The reforms follow a series of measures taken by the bloc last year to quell the rise in prices and comes as part of a wider drive by EU policymakers to preserve the competitiveness of industrial players that have been particularly affected by the steeper energy costs.
Under the proposed rules, member states would be allowed to intervene in the market if Brussels declared a regional or “union-wide” price crisis, where rates are substantially above the five-year average or “sharp increases in electricity retail prices . . . are expected to continue for at least six months”.
But the draft document stops short of making some of last year’s emergency measures permanent, such as the cap on the profits of renewable energy generators, which industry executives said had damped investment in the market.
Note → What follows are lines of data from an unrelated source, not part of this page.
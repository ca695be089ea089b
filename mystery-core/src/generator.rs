//! Two-phase scenario generation.
//!
//! Phase 1 produces the case skeleton in one schema-constrained call: the
//! setting, the victim, the hidden solution, and a cast of character
//! blueprints. Phase 2 expands every blueprint into a full persona with one
//! independent call per character, fanned out concurrently. The pipeline is
//! all-or-nothing: any failure discards the attempt, and the whole pipeline
//! retries within an explicit budget.

use crate::llm::{coerce, ChatModel, LlmError};
use crate::progress::{NullProgress, ProgressReporter, ProgressSink};
use crate::prompts::{self, TemplateLibrary};
use crate::scenario::{Character, ConfigurationError, KnowledgePack, Solution, Victim};
use futures::future::try_join_all;
use serde::{Deserialize, Serialize};
use serde_json::json;
use std::fmt;
use std::sync::atomic::{AtomicUsize, Ordering};
use std::sync::Arc;
use thiserror::Error;

/// How hard the murderer is to catch.
#[derive(Debug, Clone, Copy, PartialEq, Eq, Serialize, Deserialize, Default)]
#[serde(rename_all = "lowercase")]
pub enum Difficulty {
    Easy,
    #[default]
    Medium,
    Hard,
}

impl Difficulty {
    pub fn as_str(self) -> &'static str {
        match self {
            Difficulty::Easy => "easy",
            Difficulty::Medium => "medium",
            Difficulty::Hard => "hard",
        }
    }

    /// How the murderer lies at this difficulty, injected into their
    /// Phase 2 instructions.
    fn deception_posture(self) -> &'static str {
        match self {
            Difficulty::Easy => {
                "You are a fragile liar. Your cover story has visible holes, you \
                 contradict yourself under moderate pressure, and direct confrontation \
                 rattles you quickly."
            }
            Difficulty::Medium => {
                "You lie in a controlled, rehearsed way, but you make occasional \
                 mistakes: a detail too many, a time that does not quite fit, \
                 visible nerves when the questions get close."
            }
            Difficulty::Hard => {
                "You are a disciplined, consistent liar. Your story holds together, \
                 you redirect suspicion calmly, and only long sustained pressure \
                 produces the smallest cracks."
            }
        }
    }
}

impl fmt::Display for Difficulty {
    fn fmt(&self, f: &mut fmt::Formatter<'_>) -> fmt::Result {
        f.write_str(self.as_str())
    }
}

/// One failed generation attempt.
#[derive(Debug, Error)]
pub enum AttemptError {
    #[error(transparent)]
    Llm(#[from] LlmError),

    #[error(transparent)]
    Config(#[from] ConfigurationError),

    /// The skeleton decoded but is semantically unusable.
    #[error("invalid skeleton: {0}")]
    Invalid(String),
}

/// All attempts exhausted; carries the last attempt's cause.
#[derive(Debug, Error)]
#[error("scenario generation failed after {attempts} attempt(s): {last}")]
pub struct GenerationError {
    pub attempts: u32,
    #[source]
    pub last: AttemptError,
}

/// Context handed to each attempt of a retried operation.
#[derive(Debug, Clone)]
pub struct Attempt {
    /// 0-based attempt number.
    pub number: u32,
    /// Rendering of the previous attempt's error, absent on the first try.
    pub previous_error: Option<String>,
}

/// The exhausted outcome of [`retry_with_budget`].
#[derive(Debug)]
pub struct RetryExhausted<E> {
    /// Total attempts made, including the first.
    pub attempts: u32,
    pub last: E,
}

/// Run `op` up to `1 + max_retries` times, surfacing the last error.
///
/// Each attempt sees its number and the previous attempt's error, so the
/// caller can sharpen its prompt on retry.
pub async fn retry_with_budget<T, E, F, Fut>(
    max_retries: u32,
    mut op: F,
) -> Result<T, RetryExhausted<E>>
where
    F: FnMut(Attempt) -> Fut,
    Fut: std::future::Future<Output = Result<T, E>>,
    E: fmt::Display,
{
    let mut previous_error: Option<String> = None;
    let mut number = 0;
    loop {
        let attempt = Attempt {
            number,
            previous_error: previous_error.take(),
        };
        match op(attempt).await {
            Ok(value) => return Ok(value),
            Err(err) if number < max_retries => {
                tracing::warn!(attempt = number + 1, error = %err, "attempt failed, retrying");
                previous_error = Some(err.to_string());
                number += 1;
            }
            Err(err) => {
                return Err(RetryExhausted {
                    attempts: number + 1,
                    last: err,
                })
            }
        }
    }
}

/// Phase 1 output: a not-yet-fleshed-out suspect.
#[derive(Debug, Clone, Serialize, Deserialize)]
pub struct CharacterBlueprint {
    pub id: String,
    pub name: String,
    pub role: String,
    pub public_description: String,
    pub is_murderer: bool,
    /// One paragraph of what this person hides, expanded in Phase 2.
    pub secret_summary: String,
}

#[derive(Debug, Deserialize)]
struct Skeleton {
    name: String,
    setting: String,
    victim: Victim,
    shared_facts: String,
    timeline: String,
    intro_message: String,
    solution: Solution,
    character_blueprints: Vec<CharacterBlueprint>,
}

/// Phase 2 output for one blueprint. Identity fields the model may echo are
/// ignored; the blueprint stays authoritative.
#[derive(Debug, Deserialize)]
struct PersonaDetail {
    personality: String,
    private_knowledge: String,
    knows_about_others: String,
    #[serde(default)]
    clue_keywords: Vec<String>,
}

fn skeleton_schema() -> serde_json::Value {
    let blueprint = json!({
        "type": "object",
        "properties": {
            "id": { "type": "string" },
            "name": { "type": "string" },
            "role": { "type": "string" },
            "public_description": { "type": "string" },
            "is_murderer": { "type": "boolean" },
            "secret_summary": { "type": "string" }
        },
        "required": ["id", "name", "role", "public_description", "is_murderer", "secret_summary"],
        "additionalProperties": false
    });
    json!({
        "type": "object",
        "properties": {
            "name": { "type": "string" },
            "setting": { "type": "string" },
            "victim": {
                "type": "object",
                "properties": {
                    "name": { "type": "string" },
                    "role": { "type": "string" },
                    "description": { "type": "string" }
                },
                "required": ["name", "role", "description"],
                "additionalProperties": false
            },
            "shared_facts": { "type": "string" },
            "timeline": { "type": "string" },
            "intro_message": { "type": "string" },
            "solution": {
                "type": "object",
                "properties": {
                    "murderer_id": { "type": "string" },
                    "motive": { "type": "string" },
                    "weapon": { "type": "string" },
                    "critical_clues": { "type": "array", "items": { "type": "string" } }
                },
                "required": ["murderer_id", "motive", "weapon", "critical_clues"],
                "additionalProperties": false
            },
            "character_blueprints": { "type": "array", "items": blueprint }
        },
        "required": [
            "name", "setting", "victim", "shared_facts", "timeline",
            "intro_message", "solution", "character_blueprints"
        ],
        "additionalProperties": false
    })
}

fn detail_schema() -> serde_json::Value {
    json!({
        "type": "object",
        "properties": {
            "personality": { "type": "string" },
            "private_knowledge": { "type": "string" },
            "knows_about_others": { "type": "string" },
            "clue_keywords": { "type": "array", "items": { "type": "string" } }
        },
        "required": ["personality", "private_knowledge", "knows_about_others", "clue_keywords"],
        "additionalProperties": false
    })
}

/// Generates complete knowledge packs from a free-form player wish.
pub struct ScenarioGenerator {
    model: Arc<dyn ChatModel>,
    templates: TemplateLibrary,
}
“The commission has a nightmare job here, this should be being done in a much more systematic and considered way,” said a senior executive at an industry body, who asked not to be named.
“The idea that a crisis can be declared and the rules change worries me hugely,” the person added.
Kristian Ruby, secretary-general of sector association Eurelectric, said he was “still studying the details” but that the introduction of a hedging obligation for suppliers in order to cut their exposure to short-term price spikes could risk prolonging the current high prices.
“Suppliers could be forced to lock in prices that they couldn’t pass on to customers,” he said.
In an effort to curb electricity prices for consumers, the draft measures stipulate that bill payers can opt for fixed-price, fixed-term contracts of at least one year, although the timeframe could change before the official announcement of the proposals next week.
The commission did not respond to a request for comment on the draft proposals.